Concepts¶
dstack
allows YAML-defined ML workflows to be run locally or remotely in any configured cloud accounts via CLI.
Remotes¶
By default, workflows run locally. To run workflows remotely, you need to first configure a remote using the dstack
config
command. Once a remote is configured, use the --remote
flag with the dstack run
command to run a workflow in
the remote.
NOTE:
When running a workflow remotely, dstack
automatically creates and
destroys cloud instances based on resource requirements and cost strategy, such as using spot instances.
Remotes facilitate collaboration as they allow multiple team members to access the same runs.
Workflows¶
Workflows can be scripts for data preparation or model training, web apps like Streamlit or Gradio, or development environments like JupyterLab or VS Code.
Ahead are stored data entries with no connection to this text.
fn share_table(
    breakdown: &[CategoryShare],
    total: Decimal,
    total_shares: Allocation,
    options: &ReportOptions,
) -> Vec<String> {
    if breakdown.is_empty() {
        return vec!["No expense data available".to_string()];
    }

    let parties = &options.parties;
    let person1_header = format!(
        "{} ({}%)",
        parties.person1_name,
        parties.ratio.person1_percentage()
    );
    let person2_header = format!(
        "{} ({}%)",
        parties.person2_name,
        parties.ratio.person2_percentage()
    );

    let mut rows = vec![table_header(&[
        "Category",
        "Total Amount",
        &person1_header,
        &person2_header,
    ])];
    for share in breakdown {
        rows.push(table_row(&[
            share.category.clone(),
            format_dollar(share.total),
            format_dollar(share.shares.person1),
            format_dollar(share.shares.person2),
        ]));
    }
    rows.push(table_row(&[
        "**TOTAL EXPENSES**".to_string(),
        format!("**{}**", format_dollar(total)),
        format!("**{}**", format_dollar(total_shares.person1)),
        format!("**{}**", format_dollar(total_shares.person2)),
    ]));
    rows
}

fn table_header(columns: &[&str]) -> String {
    let header = table_row(
        &columns
            .iter()
            .map(|column| column.to_string())
            .collect::<Vec<String>>(),
    );
    let separator = format!("|{}", "---|".repeat(columns.len()));
    format!("{header}\n{separator}")
}

fn table_row(cells: &[String]) -> String {
    let escaped = cells
        .iter()
        .map(|cell| escape_cell(cell))
        .collect::<Vec<String>>();
    format!("| {} |", escaped.join(" | "))
}

fn escape_cell(value: &str) -> String {
    value.replace('|', "\\|").replace(['\r', '\n'], " ")
}

fn optional_dollar(value: Option<Decimal>) -> String {
    value.map(format_dollar).unwrap_or_else(|| "N/A".to_string())
}

fn range_text(range: Option<&DateRange>) -> String {
    match range {
        Some(range) => format!(
            "{} to {}",
            format_iso_date(&range.start),
            format_iso_date(&range.end)
        ),
        None => "N/A to N/A".to_string(),
    }
}

fn end_section(lines: &mut Vec<String>) {
    lines.push(String::new());
    lines.push(SECTION_BREAK.to_string());
    lines.push(String::new());
}

#[cfg(test)]
mod tests {
    use std::collections::BTreeMap;

    use chrono::NaiveDate;
    use rust_decimal::Decimal;

    use super::{escape_cell, render_markdown};
    use crate::analysis::types::{AccountRecord, LedgerTransaction};
    use crate::contracts::types::AccountType;
    use crate::report::{ReportOptions, gather};
    use crate::split::SplitParties;

    fn txn(id: &str, account: &str, day: u32, description: &str, cents: i64) -> LedgerTransaction {
        LedgerTransaction {
            txn_id: id.to_string(),
            account_key: account.to_string(),
            posted_at: NaiveDate::from_ymd_opt(2025, 3, day).unwrap_or(NaiveDate::MIN),
            description: description.to_string(),
            amount: Decimal::new(cents, 2),
            category: Some("Dining".to_string()),
        }
    }

    fn options(charts: BTreeMap<String, String>) -> ReportOptions {
        ReportOptions {
            parties: SplitParties::default(),
            recent_days: 30,
            as_of: NaiveDate::from_ymd_opt(2025, 3, 20).unwrap_or(NaiveDate::MIN),
            generated_at: "2025-03-21 09:00:00".to_string(),
            charts,
        }
    }

    fn render(charts: BTreeMap<String, String>) -> String {
        let accounts = vec![
            AccountRecord {
                account_key: "team_cc".to_string(),
                account_type: AccountType::CreditCard,
            },
            AccountRecord {
                account_key: "team_checking".to_string(),
                account_type: AccountType::Checking,
            },
        ];
        let rows = vec![
            txn("a", "team_cc", 2, "TACOS | BAR", -2001),
            txn("b", "team_cc", 9, "PAYMENT THANK YOU", 2001),
            txn("c", "team_checking", 4, "PAYROLL", 150000),
        ];
        let opts = options(charts);
        let data = gather(&accounts, &rows, &opts.parties, 30, opts.as_of, opts.as_of);
        render_markdown(&data, &opts)
    }

    #[test]
    fn renders_every_section_in_order() {
        let document = render(BTreeMap::new());
        let headings = [
            "# Bank Accounts Transaction Report",
            "## Account Summaries",
            "## Spending by Category",
            "## Deposits & Withdrawals",
            "## Monthly Trends",
            "## Current Balance Analysis",
            "### Settlement Summary",
            "## New Expenses Since Last Settlement",
            "## Recent Activity (Last 30 Days)",
            "*Report generated on: 2025-03-21 09:00:00*",
        ];
        let mut cursor = 0;
        for heading in headings {
            let found = document[cursor..].find(heading);
            assert!(found.is_some(), "missing or out of order: {heading}");
            if let Some(offset) = found {
                cursor += offset;
            }
        }
        assert!(document.contains("| Credit Card (team_cc) | 2 | $0.00 |"));
        assert!(document.contains("**Split Ratio:** Person 1 50% / Person 2 50%"));
        assert!(document.contains("TACOS \\| BAR"));
        assert!(document.contains("- **Period:** Since last settlement on 2025-03-09"));
    }

    #[test]
    fn charts_are_embedded_only_when_supplied() {
        let without = render(BTreeMap::new());
        assert!(!without.contains("!["));

        let mut charts = BTreeMap::new();
        charts.insert(
            "team_cc".to_string(),
            "./team_cc_top_categories.png".to_string(),
        );
        let with = render(charts);
        assert!(with.contains("![Credit Card Top Categories Chart](./team_cc_top_categories.png)"));
        assert_eq!(with.matches("![").count(), 1);
    }

    #[test]
    fn rendering_is_deterministic() {
        assert_eq!(render(BTreeMap::new()), render(BTreeMap::new()));
    }

    #[test]
    fn cells_escape_pipes_and_newlines() {
        assert_eq!(escape_cell("a|b\nc"), "a\\|b c");
    }
}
Here's an example from the Quick start:
workflows:
- name: mnist-data
provider: bash
commands:
- pip install torchvision
- python mnist/mnist_data.py
artifacts:
- path: ./data
- name: train-mnist
provider: bash
deps:
- workflow: mnist-data
commands:
- pip install torchvision pytorch-lightning tensorboard
- python mnist/train_mnist.py
artifacts:
- path: ./lightning_logs
YAML-defined workflows eliminate the need to modify code in your scripts, giving you the freedom to choose frameworks, experiment trackers, and cloud providers.
NOTE:
Workflows run in containers with pre-configured Conda environments, and CUDA drivers.
Artifacts¶
When running a workflow locally, the artifacts are stored in ~/.dstack/artifacts
and can only be reused from workflows
that also run locally. To reuse the artifacts remotely, you must push them using the dstack push
command.
When running a workflow remotely, the resulting artifacts are automatically stored remotely. If you want to access the
artifacts of a remote workflow locally, you can use the dstack pull
command.
To conveniently refer to the artifacts of a particular run, you can assign a tag to it using
the dstack tags
command.
CLI¶
The dstack CLI provides various functionalities such as running workflows, accessing logs, artifacts, and stopping runs, among others.
$ dstack
Usage: dstack [-v] [-h] COMMAND ...
Positional Arguments:
COMMAND
config Configure the remote backend
cp Copy artifact files to a local target path
init Authorize dstack to access the current Git repo
logs Show logs
ls List artifacts
ps List runs
pull Pull artifacts of a remote run
push Push artifacts of a local run
rm Remove run(s)
run Run a workflow
secrets Manage secrets
stop Stop run(s)
tags Manage tags
Optional Arguments:
-v, --version Show dstack version
-h, --help Show this help message and exit
Run dstack COMMAND --help for more information on a particular command
Why dstack?¶
dstack
enables you to define ML workflows declaratively and run them effortlessly
from your preferred IDE either locally or remotely on any cloud.
Unlike end-to-end MLOps platforms, dstack
is lightweight, developer-friendly, and designed to facilitate collaboration
without imposing any particular approach.